Duffy and Lipcius speak at national ocean conference
Professors Emmett Duffy and Rom Lipcius of the Virginia Institute of Marine Science were invited participants in last week’s National Conference on Science, Policy, and the Environment in Washington, D.C.
The conference, Our Changing Oceans, was hosted by the National Council for Science and the Environment (NCSE) and brought together an unprecedented combination of top leaders in ocean science and policy from academia, government, and the environmental community. It provided a forum for addressing the many challenges facing marine resources, and focused on the policy and governance solutions needed to restore and protect ocean health worldwide.

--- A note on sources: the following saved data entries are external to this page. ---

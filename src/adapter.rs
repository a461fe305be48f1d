//! actix-web integration: error rendering, credential extraction, and the two
//! middlewares that guard routes with API keys and CSRF tokens.
//!
//! Managers and transport settings are read from app data
//! (`web::Data<ApiKeyManager>`, `web::Data<CsrfManager>`,
//! `web::Data<ApiKeyTransport>`); a missing manager is a server
//! misconfiguration and renders as 500.

use std::collections::{BTreeSet, HashMap};
use std::future::{ready, Ready};

use actix_web::body::{BoxBody, MessageBody};
use actix_web::cookie::{time::Duration as CookieDuration, Cookie, SameSite};
use actix_web::dev::{Payload, ServiceRequest, ServiceResponse};
use actix_web::http::header::{HeaderName, HeaderValue, AUTHORIZATION};
use actix_web::http::Method;
use actix_web::middleware::Next;
use actix_web::{web, Error, FromRequest, HttpMessage, HttpRequest, HttpResponse, ResponseError};
use serde::Serialize;
use tracing::{debug, warn};

use crate::api_keys::{check_scopes, ApiKeyInfo, ApiKeyManager};
use crate::config::{ApiKeyTransport, CsrfConfig, SameSitePolicy};
use crate::csrf::CsrfManager;
use crate::error::{CredentialError, Result};
use crate::util::error_response;

impl ResponseError for CredentialError {
    fn status_code(&self) -> actix_web::http::StatusCode {
        actix_web::http::StatusCode::from_u16(self.http_status().as_u16())
            .unwrap_or(actix_web::http::StatusCode::INTERNAL_SERVER_ERROR)
    }

    fn error_response(&self) -> HttpResponse<BoxBody> {
        error_response(self.http_status(), &self.public_message())
    }
}

// ==============================
// API keys
// ==============================

/// Token from an `Authorization: Bearer <token>` value. The scheme is
/// case-insensitive; anything else yields `None`.
pub fn bearer_token(auth_header: Option<&str>) -> Option<&str> {
    let s = auth_header?.trim();
    if s.len() < 7 {
        return None;
    }
    let (scheme, rest) = (s.get(..6)?, s.get(6..)?);
    if !scheme.eq_ignore_ascii_case("bearer") || !rest.starts_with(char::is_whitespace) {
        return None;
    }
    let t = rest.trim();
    (!t.is_empty()).then_some(t)
}

/// Validate the key carried in an `Authorization` header value.
pub fn verify_bearer(manager: &ApiKeyManager, auth_header: Option<&str>) -> Result<ApiKeyInfo> {
    let token = bearer_token(auth_header).ok_or(CredentialError::Invalid)?;
    manager.validate_key(token)
}

/// The presented API key: the configured header first, then a bearer token,
/// then the query parameter when enabled.
pub fn extract_api_key(req: &HttpRequest, transport: &ApiKeyTransport) -> Option<String> {
    let header = req
        .headers()
        .get(transport.header_name.as_str())
        .and_then(|v| v.to_str().ok())
        .map(str::trim)
        .filter(|v| !v.is_empty());
    if let Some(v) = header {
        return Some(v.to_string());
    }

    let auth = req
        .headers()
        .get(AUTHORIZATION)
        .and_then(|v| v.to_str().ok());
    if let Some(t) = bearer_token(auth) {
        return Some(t.to_string());
    }

    let param = transport.query_param.as_deref()?;
    web::Query::<HashMap<String, String>>::from_query(req.query_string())
        .ok()
        .and_then(|q| q.into_inner().remove(param))
        .map(|v| v.trim().to_string())
        .filter(|v| !v.is_empty())
}

/// The authenticated key, placed in request extensions by
/// [`api_key_middleware`].
#[derive(Debug, Clone, PartialEq, Serialize)]
pub struct ApiKeyClaims {
    pub key_id: String,
    pub name: String,
    pub version: u32,
    pub scopes: BTreeSet<String>,
    pub created_by: String,
}

impl From<ApiKeyInfo> for ApiKeyClaims {
    fn from(info: ApiKeyInfo) -> Self {
        Self {
            key_id: info.id,
            name: info.name,
            version: info.version,
            scopes: info.scopes,
            created_by: info.created_by,
        }
    }
}

impl ApiKeyClaims {
    /// `Forbidden` listing whichever of `required` the key lacks.
    pub fn require(&self, required: &[&str]) -> Result<()> {
        check_scopes(&self.scopes, required)
    }
}

impl FromRequest for ApiKeyClaims {
    type Error = Error;
    type Future = Ready<std::result::Result<Self, Self::Error>>;

    fn from_request(req: &HttpRequest, _: &mut Payload) -> Self::Future {
        ready(
            req.extensions()
                .get::<ApiKeyClaims>()
                .cloned()
                .ok_or_else(|| CredentialError::Invalid.into()),
        )
    }
}

fn misconfigured(what: &str) -> HttpResponse {
    warn!("{} missing from app data", what);
    error_response(http::StatusCode::INTERNAL_SERVER_ERROR, "internal error")
}

/// Reject requests without a valid API key; on success the key's
/// [`ApiKeyClaims`] are available to handlers.
pub async fn api_key_middleware<B: MessageBody + 'static>(
    req: ServiceRequest,
    next: Next<B>,
) -> std::result::Result<ServiceResponse<BoxBody>, Error> {
    let Some(manager) = req.app_data::<web::Data<ApiKeyManager>>().cloned() else {
        let resp = misconfigured("ApiKeyManager");
        return Ok(req.into_response(resp));
    };
    let transport = req
        .app_data::<web::Data<ApiKeyTransport>>()
        .map(|t| t.get_ref().clone())
        .unwrap_or_default();

    let outcome = extract_api_key(req.request(), &transport)
        .ok_or(CredentialError::Invalid)
        .and_then(|key| manager.validate_key(&key));

    match outcome {
        Ok(info) => {
            debug!(key_id = %info.id, path = %req.path(), "API key accepted");
            req.extensions_mut().insert(ApiKeyClaims::from(info));
            Ok(next.call(req).await?.map_into_boxed_body())
        }
        Err(e) => {
            debug!(path = %req.path(), reason = e.kind(), "API key rejected");
            let resp = e.error_response();
            Ok(req.into_response(resp))
        }
    }
}

// ==============================
// CSRF
// ==============================

/// The session's current CSRF token, exposed to handlers by
/// [`csrf_middleware`]. After a state-changing request this is the fresh
/// replacement token.
#[derive(Debug, Clone, PartialEq, Eq)]
pub struct CsrfToken(pub String);

impl FromRequest for CsrfToken {
    type Error = Error;
    type Future = Ready<std::result::Result<Self, Self::Error>>;

    fn from_request(req: &HttpRequest, _: &mut Payload) -> Self::Future {
        ready(
            req.extensions()
                .get::<CsrfToken>()
                .cloned()
                .ok_or_else(|| CredentialError::NotFound("csrf token".into()).into()),
        )
    }
}

pub fn is_safe_method(method: &Method) -> bool {
    [Method::GET, Method::HEAD, Method::OPTIONS, Method::TRACE].contains(method)
}

fn same_site(policy: SameSitePolicy) -> SameSite {
    match policy {
        SameSitePolicy::Strict => SameSite::Strict,
        SameSitePolicy::Lax => SameSite::Lax,
        SameSitePolicy::None => SameSite::None,
    }
}

/// Cookie carrying `token`, with max-age equal to the token TTL.
pub fn csrf_cookie(config: &CsrfConfig, token: &str) -> Cookie<'static> {
    let max_age = i64::try_from(config.ttl.as_secs()).unwrap_or(i64::MAX);
    Cookie::build(config.cookie.name.clone(), token.to_string())
        .path(config.cookie.path.clone())
        .secure(config.cookie.secure)
        .http_only(config.cookie.http_only)
        .same_site(same_site(config.cookie.same_site))
        .max_age(CookieDuration::seconds(max_age))
        .finish()
}

fn attach_token<B>(res: &mut ServiceResponse<B>, config: &CsrfConfig, token: &str) {
    if let Err(e) = res.response_mut().add_cookie(&csrf_cookie(config, token)) {
        warn!(error = %e, "failed to set CSRF cookie");
    }
    match (
        HeaderName::from_bytes(config.header_name.as_bytes()),
        HeaderValue::from_str(token),
    ) {
        (Ok(name), Ok(value)) => {
            res.headers_mut().insert(name, value);
        }
        _ => warn!(header = %config.header_name, "failed to set CSRF header"),
    }
}

fn session_id(req: &HttpRequest, config: &CsrfConfig) -> Option<String> {
    req.cookie(&config.session_cookie)
        .map(|c| c.value().trim().to_string())
        .filter(|v| !v.is_empty())
}

/// Enforce CSRF tokens for cookie-authenticated sessions.
///
/// Safe methods get the session's live token (issued if missing or expired)
/// as a cookie and response header. Unsafe methods must present the token in
/// the configured header or, for urlencoded forms, the configured form field;
/// it is spent on success and the replacement is returned the same way. Requests without a session cookie pass through on
/// safe methods and are rejected on unsafe ones.
pub async fn csrf_middleware<B: MessageBody + 'static>(
    mut req: ServiceRequest,
    next: Next<B>,
) -> std::result::Result<ServiceResponse<BoxBody>, Error> {
    let Some(manager) = req.app_data::<web::Data<CsrfManager>>().cloned() else {
        let resp = misconfigured("CsrfManager");
        return Ok(req.into_response(resp));
    };
    let config = manager.config();

    if config.is_exempt(req.path()) {
        return Ok(next.call(req).await?.map_into_boxed_body());
    }

    let safe = is_safe_method(req.method());
    let Some(session) = session_id(req.request(), config) else {
        if safe {
            return Ok(next.call(req).await?.map_into_boxed_body());
        }
        debug!(path = %req.path(), "CSRF rejected: no session");
        let resp = CredentialError::Invalid.error_response();
        return Ok(req.into_response(resp));
    };

    let outcome = if safe {
        manager.ensure_token(&session)
    } else {
        let presented = presented_token(&mut req, config).await?;
        manager.consume_token(&session, &presented)
    };

    match outcome {
        Ok(token) => {
            req.extensions_mut().insert(CsrfToken(token.clone()));
            let mut res = next.call(req).await?.map_into_boxed_body();
            // The handler may have revoked the session (logout).
            if manager.validate_token(&session, &token) {
                attach_token(&mut res, config, &token);
            }
            Ok(res)
        }
        Err(e) => {
            debug!(path = %req.path(), reason = e.kind(), "CSRF rejected");
            let resp = e.error_response();
            Ok(req.into_response(resp))
        }
    }
}

const FORM_CONTENT_TYPE: &str = "application/x-www-form-urlencoded";

/// Token presented by an unsafe request: the configured header, or the form
/// field of an urlencoded body when the header is absent. The body is put
/// back for the handler.
async fn presented_token(
    req: &mut ServiceRequest,
    config: &CsrfConfig,
) -> std::result::Result<String, Error> {
    let header = req
        .headers()
        .get(config.header_name.as_str())
        .and_then(|v| v.to_str().ok())
        .map(str::trim)
        .filter(|v| !v.is_empty())
        .map(str::to_string);
    if let Some(t) = header {
        return Ok(t);
    }
    if req.content_type() != FORM_CONTENT_TYPE {
        return Ok(String::new());
    }

    let body = req.extract::<web::Bytes>().await?;
    let token = form_field(&body, &config.form_field).unwrap_or_default();
    req.set_payload(Payload::from(body));
    Ok(token)
}

/// Value of `field` in an urlencoded body.
pub fn form_field(body: &[u8], field: &str) -> Option<String> {
    let raw = std::str::from_utf8(body).ok()?;
    web::Query::<HashMap<String, String>>::from_query(raw)
        .ok()?
        .into_inner()
        .remove(field)
        .map(|v| v.trim().to_string())
}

During the 3-day event, more than 1,300 scientists, professionals, policy makers, and citizens developed a set of recommendations on how to advance ocean science and connect it to policy and decision-making. The Conference was divided into 8 themes, each with several breakout sessions and symposia.
Duffy, Loretta and Lewis Glucksman Professor of Marine Science at VIMS, was an invited speaker in the breakout session on Attaining an Operational Biodiversity Observing Network: Transforming Recommendations to Action.
Lipcius was invited to speak in a symposium titled Beyond the Obituaries: Marine Ecosystem Success Stories.
Biodiversity Observing Network (BON)
Duffy and his fellow speakers—Heidi Sosik of the Woods Hole Oceanographic Institution and Jerry Miller of the White House Office of Science and Technology Policy—discussed how to advance the recent recommendations they developed with a federal interagency panel to create a “Biodiversity Observing Network” (BON) for the nation’s coastal, open-ocean, and Great Lakes ecosystems.
Duffy, who says that biodiversity is important to ocean health in the same way that a diversified portfolio is important to financial health, extends the analogy to the proposed network: “We now know that healthy and diverse marine life is critical to our own lives and security, and we can’t manage that relationship properly without knowing who is out there, where, and in what numbers. We need our finger on the pulse of marine biodiversity in the form of standardized processes and infrastructure for monitoring and tracking the diversity of organisms, species, and populations in U.S. waters.”
During their session, Duffy and the other participants discussed how a BON would help implement the President’s new National Ocean Policy, which federal entities should lead the BON effort, the means for establishing one or more “Biodiversity Observation Headquarters,” and methods for coordinating and standardizing biodiversity sampling.
The participants agreed that the accelerating loss of marine biodiversity brought on by global climate change, pollution, overfishing, ocean acidification, and invasive species make development of a biodiversity observing network a national priority, and note that recent advances in equipment, analysis techniques, and data management provide an opportune moment for seizing the initiative.
Marine Ecosystem Success Stories
Lipcius and his fellow speakers—Dr. Stephen Palumbi, Director of Stanford University’s Hopkins Marine Station; Dr. Kathryn Mengerink of the Environmental Law Institute; and David Helvarg, president of the Blue Frontier Campaign—presented case studies of how marine ecosystems have improved thanks to protection and active restoration, and described recent legal actions that make future successes more likely around the world.
Lipcius highlighted the recent up-surge of blue crabs in Chesapeake Bay and restoration of some of the Bay’s local native oyster populations, success stories that have grown out of decades of field and laboratory research by Lipcius and colleagues at VIMS and elsewhere.
Lipcius says these success stories “not only offer hope for the future of the Chesapeake Bay ecosystem, but serve as examples of a revolution in scientific restoration involving rigorous experimental and quantitative science, popular and political support, and courageous and bold management actions.”
Session chair Nancy Knowlton, Senior Scientist and Sant Chair in Marine Science at the Smithsonian's National Museum of Natural History, says "Rom's work is a perfect example of how science can be used to inform management actions for real success in marine restoration." It's important, she adds "to highlight our successes as well as our challenges, in order to bring continued inspiration to the ocean conservation movement."
Moving Forward
Peter Saundry, Executive Director of the National Council for Science and the Environment and official conference host, says the event “brought together a broad array of experts to develop real-world solutions to reducing the growing pressures facing the world’s oceans.” He adds “By harnessing these new ideas from a diverse set of stakeholders, the conference is poised to be a turning point for future ocean policy action.”
NCSE, a 501(c)(3) non-profit established in 1990, is dedicated to improving the scientific basis of environmental decision-making. NCSE specializes in programs that foster collaboration between and among the diverse institutions and individuals that create and use environmental knowledge, including research, education, environmental, and business organizations as well as governmental bodies at all levels.
The Virginia Institute of Marine Science, chartered in 1940, is among the largest marine research and education centers in the United States. VIMS has a three-part mission to conduct interdisciplinary research in coastal ocean and estuarine science, educate students and citizens, and provide advisory service to policy makers, industry, and the public. The School of Marine Science (SMS) at VIMS is the graduate school in marine science for the College of William & Mary.